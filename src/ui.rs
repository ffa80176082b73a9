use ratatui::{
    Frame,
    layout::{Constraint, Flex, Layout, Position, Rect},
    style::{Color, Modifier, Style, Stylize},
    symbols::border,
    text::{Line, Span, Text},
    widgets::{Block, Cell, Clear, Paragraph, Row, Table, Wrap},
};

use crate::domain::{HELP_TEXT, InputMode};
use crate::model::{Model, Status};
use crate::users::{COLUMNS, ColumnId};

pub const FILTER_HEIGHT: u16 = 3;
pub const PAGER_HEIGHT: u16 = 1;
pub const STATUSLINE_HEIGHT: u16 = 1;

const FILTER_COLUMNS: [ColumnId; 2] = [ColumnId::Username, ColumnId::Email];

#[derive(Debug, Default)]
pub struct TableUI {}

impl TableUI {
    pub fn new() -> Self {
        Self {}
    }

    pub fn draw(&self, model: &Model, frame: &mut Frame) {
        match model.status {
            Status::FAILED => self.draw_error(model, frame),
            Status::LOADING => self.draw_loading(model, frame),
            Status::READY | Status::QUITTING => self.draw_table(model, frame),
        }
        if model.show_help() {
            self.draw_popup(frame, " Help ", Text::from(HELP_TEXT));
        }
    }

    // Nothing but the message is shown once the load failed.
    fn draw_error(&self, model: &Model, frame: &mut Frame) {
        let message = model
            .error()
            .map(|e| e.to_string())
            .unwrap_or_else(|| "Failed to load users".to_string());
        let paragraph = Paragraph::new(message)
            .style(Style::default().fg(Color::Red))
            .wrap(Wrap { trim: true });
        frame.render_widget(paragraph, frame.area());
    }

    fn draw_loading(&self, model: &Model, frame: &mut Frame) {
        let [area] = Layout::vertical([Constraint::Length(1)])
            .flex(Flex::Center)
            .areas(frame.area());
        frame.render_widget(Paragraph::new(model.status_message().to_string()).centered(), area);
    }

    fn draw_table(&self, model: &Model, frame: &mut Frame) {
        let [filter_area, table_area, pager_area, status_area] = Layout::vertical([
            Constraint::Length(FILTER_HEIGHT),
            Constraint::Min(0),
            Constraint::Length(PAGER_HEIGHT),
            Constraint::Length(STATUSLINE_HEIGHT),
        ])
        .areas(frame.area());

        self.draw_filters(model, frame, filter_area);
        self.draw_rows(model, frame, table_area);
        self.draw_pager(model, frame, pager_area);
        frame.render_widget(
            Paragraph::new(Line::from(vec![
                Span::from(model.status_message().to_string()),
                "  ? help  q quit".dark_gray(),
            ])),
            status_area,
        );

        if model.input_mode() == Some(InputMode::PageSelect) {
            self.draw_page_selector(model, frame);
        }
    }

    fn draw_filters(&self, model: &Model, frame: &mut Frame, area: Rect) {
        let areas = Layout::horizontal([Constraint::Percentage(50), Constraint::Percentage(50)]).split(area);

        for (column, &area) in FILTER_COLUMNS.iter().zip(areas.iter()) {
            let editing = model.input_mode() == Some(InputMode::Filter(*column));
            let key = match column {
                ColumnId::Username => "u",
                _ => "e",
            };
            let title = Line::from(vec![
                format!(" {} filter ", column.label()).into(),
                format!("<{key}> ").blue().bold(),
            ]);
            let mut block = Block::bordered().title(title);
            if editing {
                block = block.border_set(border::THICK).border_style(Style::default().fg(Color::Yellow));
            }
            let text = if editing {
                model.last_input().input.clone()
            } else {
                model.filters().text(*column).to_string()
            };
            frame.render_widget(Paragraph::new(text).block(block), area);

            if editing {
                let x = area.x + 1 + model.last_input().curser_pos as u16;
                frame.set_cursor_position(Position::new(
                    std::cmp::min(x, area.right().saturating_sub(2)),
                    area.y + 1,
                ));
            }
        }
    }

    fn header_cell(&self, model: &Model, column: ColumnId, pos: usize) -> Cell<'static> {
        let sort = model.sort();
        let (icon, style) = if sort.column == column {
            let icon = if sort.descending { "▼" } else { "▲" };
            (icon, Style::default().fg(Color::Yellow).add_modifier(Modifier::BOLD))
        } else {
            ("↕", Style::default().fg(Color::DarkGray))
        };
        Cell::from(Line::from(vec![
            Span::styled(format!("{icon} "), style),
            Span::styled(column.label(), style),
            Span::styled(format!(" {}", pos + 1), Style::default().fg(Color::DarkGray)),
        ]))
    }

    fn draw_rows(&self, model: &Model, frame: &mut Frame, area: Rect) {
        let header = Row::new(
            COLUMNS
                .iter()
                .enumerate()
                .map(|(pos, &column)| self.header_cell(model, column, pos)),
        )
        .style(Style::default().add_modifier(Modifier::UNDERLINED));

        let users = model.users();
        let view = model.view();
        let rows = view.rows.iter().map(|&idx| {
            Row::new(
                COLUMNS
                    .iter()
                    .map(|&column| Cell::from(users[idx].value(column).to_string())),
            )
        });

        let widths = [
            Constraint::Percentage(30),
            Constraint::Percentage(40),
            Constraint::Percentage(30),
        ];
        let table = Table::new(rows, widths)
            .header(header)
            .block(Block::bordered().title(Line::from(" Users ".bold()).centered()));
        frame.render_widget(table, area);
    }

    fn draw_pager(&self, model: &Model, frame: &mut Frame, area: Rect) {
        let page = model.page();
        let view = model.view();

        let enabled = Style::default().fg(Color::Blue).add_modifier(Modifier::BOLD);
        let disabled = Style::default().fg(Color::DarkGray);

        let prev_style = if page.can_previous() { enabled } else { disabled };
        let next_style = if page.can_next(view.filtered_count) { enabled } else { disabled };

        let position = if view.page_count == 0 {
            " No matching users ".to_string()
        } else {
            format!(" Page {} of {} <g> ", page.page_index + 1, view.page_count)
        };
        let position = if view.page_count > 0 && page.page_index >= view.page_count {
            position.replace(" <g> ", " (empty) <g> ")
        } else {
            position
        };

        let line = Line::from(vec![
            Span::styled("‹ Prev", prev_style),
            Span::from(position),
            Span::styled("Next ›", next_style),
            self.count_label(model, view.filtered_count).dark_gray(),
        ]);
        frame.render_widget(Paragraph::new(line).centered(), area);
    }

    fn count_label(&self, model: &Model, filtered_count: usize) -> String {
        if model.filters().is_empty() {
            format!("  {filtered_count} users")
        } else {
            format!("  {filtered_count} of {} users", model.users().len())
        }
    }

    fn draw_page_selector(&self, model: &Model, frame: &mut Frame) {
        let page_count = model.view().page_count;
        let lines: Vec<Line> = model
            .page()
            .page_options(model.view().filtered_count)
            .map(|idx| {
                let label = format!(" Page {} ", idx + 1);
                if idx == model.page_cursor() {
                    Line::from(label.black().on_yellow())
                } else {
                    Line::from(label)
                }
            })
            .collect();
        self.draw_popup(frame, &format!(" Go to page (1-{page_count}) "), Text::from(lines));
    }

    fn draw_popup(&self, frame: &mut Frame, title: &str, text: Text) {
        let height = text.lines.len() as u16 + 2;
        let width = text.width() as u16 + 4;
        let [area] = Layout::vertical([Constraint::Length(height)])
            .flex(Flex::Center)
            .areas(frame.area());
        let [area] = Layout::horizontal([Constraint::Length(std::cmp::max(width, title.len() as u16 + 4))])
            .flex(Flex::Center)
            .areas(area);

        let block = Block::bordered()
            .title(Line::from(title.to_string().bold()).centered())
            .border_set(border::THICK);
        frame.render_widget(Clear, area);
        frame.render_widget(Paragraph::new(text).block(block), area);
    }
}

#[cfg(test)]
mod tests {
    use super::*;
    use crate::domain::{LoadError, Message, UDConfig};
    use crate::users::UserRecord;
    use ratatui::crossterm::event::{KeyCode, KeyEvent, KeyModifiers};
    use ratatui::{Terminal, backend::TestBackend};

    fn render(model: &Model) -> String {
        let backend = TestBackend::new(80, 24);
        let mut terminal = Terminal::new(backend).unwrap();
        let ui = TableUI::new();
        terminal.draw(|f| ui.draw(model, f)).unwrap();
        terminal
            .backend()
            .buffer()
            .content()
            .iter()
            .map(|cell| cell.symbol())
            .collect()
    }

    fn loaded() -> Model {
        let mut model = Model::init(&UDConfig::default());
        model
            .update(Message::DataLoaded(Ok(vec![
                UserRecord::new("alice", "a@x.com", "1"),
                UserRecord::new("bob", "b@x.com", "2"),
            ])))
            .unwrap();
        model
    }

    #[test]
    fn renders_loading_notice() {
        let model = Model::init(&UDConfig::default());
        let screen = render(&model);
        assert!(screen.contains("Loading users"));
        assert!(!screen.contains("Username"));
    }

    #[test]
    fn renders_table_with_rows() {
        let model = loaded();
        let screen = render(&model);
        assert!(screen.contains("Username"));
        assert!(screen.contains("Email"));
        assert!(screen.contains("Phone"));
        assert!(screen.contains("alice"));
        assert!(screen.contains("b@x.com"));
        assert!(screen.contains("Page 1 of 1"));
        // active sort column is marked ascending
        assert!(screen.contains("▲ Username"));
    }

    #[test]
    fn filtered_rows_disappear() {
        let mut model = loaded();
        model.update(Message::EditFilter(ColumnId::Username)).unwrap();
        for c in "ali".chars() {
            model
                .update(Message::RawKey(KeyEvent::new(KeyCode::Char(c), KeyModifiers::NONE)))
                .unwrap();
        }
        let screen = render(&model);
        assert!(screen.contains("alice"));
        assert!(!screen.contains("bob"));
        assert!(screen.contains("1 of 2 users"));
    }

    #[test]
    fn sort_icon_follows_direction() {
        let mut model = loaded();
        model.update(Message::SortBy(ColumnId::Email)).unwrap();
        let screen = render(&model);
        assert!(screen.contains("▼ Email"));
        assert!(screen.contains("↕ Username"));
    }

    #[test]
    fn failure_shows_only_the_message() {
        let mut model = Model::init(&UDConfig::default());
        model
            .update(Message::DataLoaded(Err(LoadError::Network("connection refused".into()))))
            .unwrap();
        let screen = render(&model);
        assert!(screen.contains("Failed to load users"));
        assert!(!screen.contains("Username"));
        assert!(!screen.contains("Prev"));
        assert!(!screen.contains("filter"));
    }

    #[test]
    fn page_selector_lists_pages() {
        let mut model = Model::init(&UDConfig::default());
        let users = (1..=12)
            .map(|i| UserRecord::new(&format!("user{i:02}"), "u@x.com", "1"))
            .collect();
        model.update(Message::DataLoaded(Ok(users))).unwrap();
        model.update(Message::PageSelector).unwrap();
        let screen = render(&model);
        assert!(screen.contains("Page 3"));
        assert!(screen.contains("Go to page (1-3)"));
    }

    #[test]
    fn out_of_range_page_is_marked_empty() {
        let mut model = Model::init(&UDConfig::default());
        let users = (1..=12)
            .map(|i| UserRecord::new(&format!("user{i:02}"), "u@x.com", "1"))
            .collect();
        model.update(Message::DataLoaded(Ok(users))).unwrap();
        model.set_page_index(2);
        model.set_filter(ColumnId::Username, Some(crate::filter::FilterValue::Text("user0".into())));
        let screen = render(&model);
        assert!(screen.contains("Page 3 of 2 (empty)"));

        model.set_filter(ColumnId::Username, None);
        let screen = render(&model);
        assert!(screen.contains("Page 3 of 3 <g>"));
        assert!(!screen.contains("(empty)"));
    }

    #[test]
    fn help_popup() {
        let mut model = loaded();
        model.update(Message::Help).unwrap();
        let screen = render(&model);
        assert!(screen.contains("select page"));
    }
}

★ ★ ★ ★ ★

| YOUR GOAL |
Count the lines in the entries above that hold the string "usize", and give that count without any other text.

| SOLVED EXERCISE |
2